This house is called the Olive Garden for two things I guess - It's drab olive colour, and the "jungle" that grows thick around it could be misconstrued as a garden. I find it quite relaxing. I snapped this self portrait on the last days off I had.
I love working here. I get up in the morning everyday, and though I may be tired, once I walk across the road to Ocean Frontiers, I am excited. Always looking forward to my first dive of the day. Meeting new and interesting people. Even when I am not diving, and I'm stuck on surface watch, looking out at the expanse of the Caribbean Sea knowing that below the boat the ocean floor drops to well below 6,000ft I am thrilled. There are mysteries down there, and new adventures waiting for me, new divers I train, or experienced divers. We get to live the dream together. It's just everything I've wanted.
I work hard, long days, with sometimes 4 or even 5 dives a day, but what is the alternative? Shoveling and wheelbarrowing. Or being stuck in an office. Or a classroom. I'll take my long days on a tropical Island thanks!
Last weekend I went to town with some coworkers in their Jeep. This vehicle is not like my jeep. It is a late 80's Jeep TJ that survived Hurricane Ivan, but would have been better off succumbing to the forces of nature. It does not have a roof. It has lots of rust. The rust though, allows the water deposited in the interior from storms, to just leak out the holes in the floor. It kind of makes sense... In a skewed tropical state of thinking. I enjoyed the sea breeze tussling my hair. Until it rained. Hard. We got very wet. I guess the upside is I was no longer as hot. Oh! And we went to the bar to get dry! That is where things took a turn for the worse.

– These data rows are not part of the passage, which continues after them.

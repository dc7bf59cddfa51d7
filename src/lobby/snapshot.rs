//! Lobby statistics and the seedable simulator that fakes them
//!
//! Every piece of synthetic lobby data (counters, opponents, invite codes)
//! comes from one [`LobbySimulator`] so tests can pin the sequence.

use rand::rngs::StdRng;
use rand::{Rng, SeedableRng};
use serde::{Deserialize, Serialize};

use crate::lobby::constants::simulation;
use crate::lobby::session::Opponent;

/// Where a snapshot came from
#[derive(Debug, Clone, Copy, PartialEq, Eq, Serialize, Deserialize)]
#[serde(rename_all = "lowercase")]
pub enum SnapshotSource {
    Live,
    Simulated,
}

/// Point-in-time read of aggregate lobby counters
#[derive(Debug, Clone, Copy, PartialEq, Eq, Serialize, Deserialize)]
pub struct LobbySnapshot {
    pub online_count: u32,
    pub waiting_count: u32,
    pub active_matches: u32,
    pub source: SnapshotSource,
}

impl LobbySnapshot {
    pub fn live(online_count: u32, waiting_count: u32, active_matches: u32) -> Self {
        Self {
            online_count,
            waiting_count,
            active_matches,
            source: SnapshotSource::Live,
        }
    }
}

/// Random source for all synthesized lobby data
pub struct LobbySimulator<R: Rng = StdRng> {
    rng: R,
}

impl LobbySimulator<StdRng> {
    /// Simulator seeded from OS entropy
    pub fn from_entropy() -> Self {
        Self::new(StdRng::from_entropy())
    }

    /// Deterministic simulator
    pub fn seeded(seed: u64) -> Self {
        Self::new(StdRng::seed_from_u64(seed))
    }
}

impl<R: Rng> LobbySimulator<R> {
    pub fn new(rng: R) -> Self {
        Self { rng }
    }

    /// Synthesize a lobby snapshot within the simulation ranges
    pub fn snapshot(&mut self) -> LobbySnapshot {
        LobbySnapshot {
            online_count: self.rng.gen_range(simulation::ONLINE_RANGE),
            waiting_count: self.rng.gen_range(simulation::WAITING_RANGE),
            active_matches: self.rng.gen_range(simulation::ACTIVE_MATCHES_RANGE),
            source: SnapshotSource::Simulated,
        }
    }

    /// Generate a matched opponent, e.g. `Gunslinger_417`
    pub fn opponent(&mut self) -> Opponent {
        let suffix = self.rng.gen_range(simulation::OPPONENT_SUFFIX_RANGE);
        Opponent {
            name: format!("{}{}", simulation::OPPONENT_PREFIX, suffix),
            rank: self.rng.gen_range(simulation::OPPONENT_RANK_RANGE),
        }
    }

    /// Uppercase base-36 string of `len` characters
    pub fn code(&mut self, len: usize) -> String {
        const ALPHABET: &[u8] = b"0123456789ABCDEFGHIJKLMNOPQRSTUVWXYZ";
        (0..len)
            .map(|_| ALPHABET[self.rng.gen_range(0..ALPHABET.len())] as char)
            .collect()
    }

    /// Whether an invited friend has turned up
    pub fn friend_joins(&mut self) -> bool {
        self.rng.gen_bool(simulation::FRIEND_JOIN_PROBABILITY)
    }
}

Very quickly, we got to the pub, ordered drink and wings (it being Wing Wednesday). We had both BBQ and Hot. The hot weren't too bad. All day they had been egging me on to try to "Suicide" Hot Wings. I though if the Hot weren't too bad, and the Suicide were only 2 notches up the heat scale, how bad could they be? And, if you eat all 6 you get them for free. Easy peasy.... I thought. First, the bartender scoffed. Then she brought out the Liability Release and Waiver. I was scared. When the wings arrived my strategy was to eat them as fast as possible. Only six little wings! One and a half later, I was done, finished, crying. Ready to Vomit. Or commit suicide to make the pain go away. The pain lasted well into the night. The boys got their laugh, and I paid for my wings.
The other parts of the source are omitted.